Russia has made Japan go ill at ease. Putin is now bracing up to strike back at those countries who imposed sanctions on Moscow under the garb of the invasion of Ukraine.
To please his Western masters, Fumio Kishida, bombarded Russia with tons of sanctions, even at the expense of the Japanese economy. And now, fear of Putin’s retaliation has made Kishida a cat on a hot tin roof.
Putin finally hits back at Japan
Japan slapped Russia with sanctions owing to its invasion of Ukraine but now Putin has set himself in motion to strike back. Russian President Vladimir Putin has signed an order that will set up an all-new operating company to tighten Moscow’s grip on the Sakhalin 2 energy project. Now, this is enough to make Japan go haywire. The move has compelled Kishida to get down on his knees before Vladimir Putin, for Russian gas. But, perhaps it’s too late now.
Japan intends to maintain its interests in the Sakhalin 2 oil and liquified natural gas project in the Russian Far East. In a meeting, Japanese PM Fumio Kishida and Koichi Hagiuda, the minister of economy, trade and industry, affirmed a plan to maintain Japan’s interests in Moscow’s Sakhalin 2 energy project.
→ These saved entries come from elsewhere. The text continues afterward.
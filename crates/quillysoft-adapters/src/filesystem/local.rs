//! Local filesystem adapter using std::fs.

use std::io;
use std::path::{Path, PathBuf};

use quillysoft_core::{
    application::ports::Filesystem,
    error::{Context, QuillysoftResult},
};

/// Production filesystem implementation using `std::fs`.
///
/// Relative lookups start from the process working directory unless a
/// different base is given with [`LocalFilesystem::rooted_at`].
#[derive(Debug, Clone, Default)]
pub struct LocalFilesystem {
    working_dir: Option<PathBuf>,
}

impl LocalFilesystem {
    /// Create a new local filesystem adapter.
    pub fn new() -> Self {
        Self::default()
    }

    /// Use `dir` as the working directory instead of the process one.
    pub fn rooted_at(dir: impl Into<PathBuf>) -> Self {
        Self {
            working_dir: Some(dir.into()),
        }
    }
}

impl Filesystem for LocalFilesystem {
    fn exists(&self, path: &Path) -> bool {
        path.exists()
    }

    fn read_to_string(&self, path: &Path) -> QuillysoftResult<String> {
        std::fs::read_to_string(path).map_err(|e| map_io_error(path, e, "read file"))
    }

    fn write_file(&self, path: &Path, content: &str) -> QuillysoftResult<()> {
        std::fs::write(path, content).map_err(|e| map_io_error(path, e, "write file"))
    }

    fn create_dir_all(&self, path: &Path) -> QuillysoftResult<()> {
        std::fs::create_dir_all(path).map_err(|e| map_io_error(path, e, "create directory"))
    }

    fn list_dir(&self, path: &Path) -> QuillysoftResult<Vec<PathBuf>> {
        let entries = std::fs::read_dir(path).map_err(|e| map_io_error(path, e, "list directory"))?;
        entries
            .map(|entry| {
                entry
                    .map(|e| e.path())
                    .map_err(|e| map_io_error(path, e, "read directory entry"))
            })
            .collect()
    }

    fn current_dir(&self) -> QuillysoftResult<PathBuf> {
        match &self.working_dir {
            Some(dir) => Ok(dir.clone()),
            None => std::env::current_dir().context("Failed to determine working directory"),
        }
    }
}

fn map_io_error(
    path: &Path,
    e: io::Error,
    operation: &str,
) -> quillysoft_core::error::QuillysoftError {
    use quillysoft_core::application::ApplicationError;

    ApplicationError::FilesystemError {
        path: path.to_path_buf(),
        reason: format!("Failed to {}: {}", operation, e),
    }
    .into()
}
According to government sources, the Japanese government will coordinate with the two Japanese stakeholders at the end. Under the plan, Mitsui & Co. and Mitsubishi Corp. would keep 12.5 per cent and 10 per cent stakes, respectively but is Russia open to Japan’s plan? Seemingly, no.
Maintaining stakes in the Russian project has become a bone of contention between the two countries now. You see, currently, Sakhalin Oil and Gas Development Co., a Japanese consortium made up of the Ministry of Economy, Trade, and Industry, trading houses Itochu Corp. and Marubeni Corp, among others, owns a 30% share in the Sakhalin 1 project in addition to Sakhalin 2.
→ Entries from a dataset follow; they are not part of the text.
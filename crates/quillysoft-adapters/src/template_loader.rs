//! Filesystem-based template loader.
//!
//! Loads custom templates from a directory tree. Every `*.tmpl` file found
//! under the directory (at any depth) becomes a template named after its file
//! stem; other files are ignored.
//!
//! # Directory layout expected
//!
//! ```text
//! .quillysoft/templates/
//! ├── entity.tmpl          ← replaces the built-in `entity`
//! ├── dto.tmpl             ← new template `dto`
//! └── web/
//!     └── controller.tmpl  ← `controller`
//! ```
//!
//! Entries are visited in file-name order, so when two files share a stem the
//! one visited last wins.
//!
//! # Failure policy
//!
//! Custom templates are optional. A missing directory yields no templates, and
//! a file or directory entry that cannot be read is skipped with a `WARN`.

use std::{
    fs,
    path::{Path, PathBuf},
};

use tracing::{debug, instrument, warn};
use walkdir::WalkDir;

use quillysoft_core::{application::ports::TemplateSource, domain::Template, error::QuillysoftResult};

use crate::builtin_templates::template_name;

/// Loads `*.tmpl` files from a directory.
#[derive(Debug, Clone)]
pub struct FilesystemTemplateLoader {
    templates_dir: PathBuf,
}

impl FilesystemTemplateLoader {
    /// Create a loader rooted at `templates_dir`.
    pub fn new(templates_dir: impl Into<PathBuf>) -> Self {
        Self {
            templates_dir: templates_dir.into(),
        }
    }

    /// Directory this loader reads from.
    pub fn templates_dir(&self) -> &Path {
        &self.templates_dir
    }

    /// Load every template under the directory.
    #[instrument(skip(self), fields(dir = %self.templates_dir.display()))]
    pub fn load_all(&self) -> Vec<Template> {
        if !self.templates_dir.is_dir() {
            warn!("custom templates directory not found, skipping");
            return Vec::new();
        }

        let mut templates = Vec::new();

        for entry in WalkDir::new(&self.templates_dir).sort_by_file_name() {
            let entry = match entry {
                Ok(entry) => entry,
                Err(e) => {
                    warn!(error = %e, "skipping unreadable directory entry");
                    continue;
                }
            };

            if !entry.file_type().is_file() {
                continue;
            }

            let path = entry.path();
            let Some(name) = path
                .file_name()
                .and_then(|f| f.to_str())
                .and_then(template_name)
            else {
                continue;
            };

            match load_template(name, path) {
                Ok(template) => {
                    debug!(name, path = %path.display(), "loaded custom template");
                    templates.push(template);
                }
                Err(e) => {
                    // One bad file must not block the others.
                    warn!(
                        path  = %path.display(),
                        error = %e,
                        "skipping custom template due to load error"
                    );
                }
            }
        }

        debug!(count = templates.len(), "finished loading custom templates");
        templates
    }
}

fn load_template(name: &str, path: &Path) -> QuillysoftResult<Template> {
    let body = fs::read_to_string(path).map_err(|e| {
        quillysoft_core::application::ApplicationError::FilesystemError {
            path: path.to_path_buf(),
            reason: format!("Failed to read template: {e}"),
        }
    })?;
    Ok(Template::new(name, body)?)
}

impl TemplateSource for FilesystemTemplateLoader {
    fn describe(&self) -> String {
        self.templates_dir.display().to_string()
    }

    fn load(&self) -> QuillysoftResult<Vec<Template>> {
        Ok(self.load_all())
    }
}

#[cfg(test)]
mod tests {
    use super::*;
    use tempfile::TempDir;

    /// Write files under a fresh TempDir.
    fn make_dir(files: &[(&str, &str)]) -> TempDir {
        let temp = TempDir::new().unwrap();
        for (rel_path, content) in files {
            let full = temp.path().join(rel_path);
            if let Some(parent) = full.parent() {
                fs::create_dir_all(parent).unwrap();
            }
            fs::write(full, content).unwrap();
        }
        temp
    }

    fn names(templates: &[Template]) -> Vec<&str> {
        templates.iter().map(Template::name).collect()
    }

    #[test]
    fn loads_tmpl_files_recursively() {
        let temp = make_dir(&[
            ("entity.tmpl", "custom {{EntityName}}"),
            ("web/controller.tmpl", "ctl"),
            ("notes.md", "ignored"),
        ]);

        let templates = FilesystemTemplateLoader::new(temp.path()).load_all();

        assert_eq!(names(&templates), ["entity", "controller"]);
        assert_eq!(templates[0].body(), "custom {{EntityName}}");
    }

    #[test]
    fn missing_directory_yields_nothing() {
        let temp = TempDir::new().unwrap();
        let loader = FilesystemTemplateLoader::new(temp.path().join("absent"));
        assert!(loader.load_all().is_empty());
        assert!(loader.load().unwrap().is_empty());
    }

    #[test]
    fn invalid_utf8_file_is_skipped() {
        let temp = make_dir(&[("good.tmpl", "ok")]);
        fs::write(temp.path().join("bad.tmpl"), [0xffu8, 0xfe, 0x00]).unwrap();

        let templates = FilesystemTemplateLoader::new(temp.path()).load_all();

        assert_eq!(names(&templates), ["good"]);
    }

    #[test]
    fn describe_is_directory() {
        let loader = FilesystemTemplateLoader::new("/tmp/custom");
        assert_eq!(loader.describe(), "/tmp/custom");
        assert_eq!(loader.templates_dir(), Path::new("/tmp/custom"));
    }
}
However, the final call will be for the Russian government to decide whether other shareholders will be allowed to keep the stake. If they are not permitted to keep their stake, the government will sell their stakes and keep the proceeds in a special account of the shareholder.
Putin issued a directive on June 30 to establish a new Sakhalin 2 operating firm linked to the Russian energy giant Gazprom, effectively transferring all employees and operations from the current operator Sakhalin Energy Investment Co.
The regulation stated that after the new business is constituted, foreign investors must apply within one month to keep their current shares in it. Gazprom owns a roughly 50 per cent stake in Sakhalin 2, while British oil giant Shell PLC has approximately 27.5 per cent, followed by Mitsui and Mitsubishi.
Ray of hope for foreign shareholders
Under the decree, the newly created firm that takes over all the rights and obligations of the Sakhalin Energy Investment Co. will force out Shell and the two Japanese trading companies Mitsui and Mitsubishi. This move of kicking out Shell and Japanese traders is a ray of hope for other foreign shareholders from countries like India and China. Without a doubt, other shareholders may soon ask the Russian government for a stake in the new firm. In fact, there are reports that Shell was in talks with an Indian consortium to sell its stake.
Make no mistake, the void that will be created by Japanese and Western traders will give nations India an upper hand to make use of the opportunity. Japan has backed the wrong horse. Kishida may be crying for Putin’s mercy right now, but it’s too late.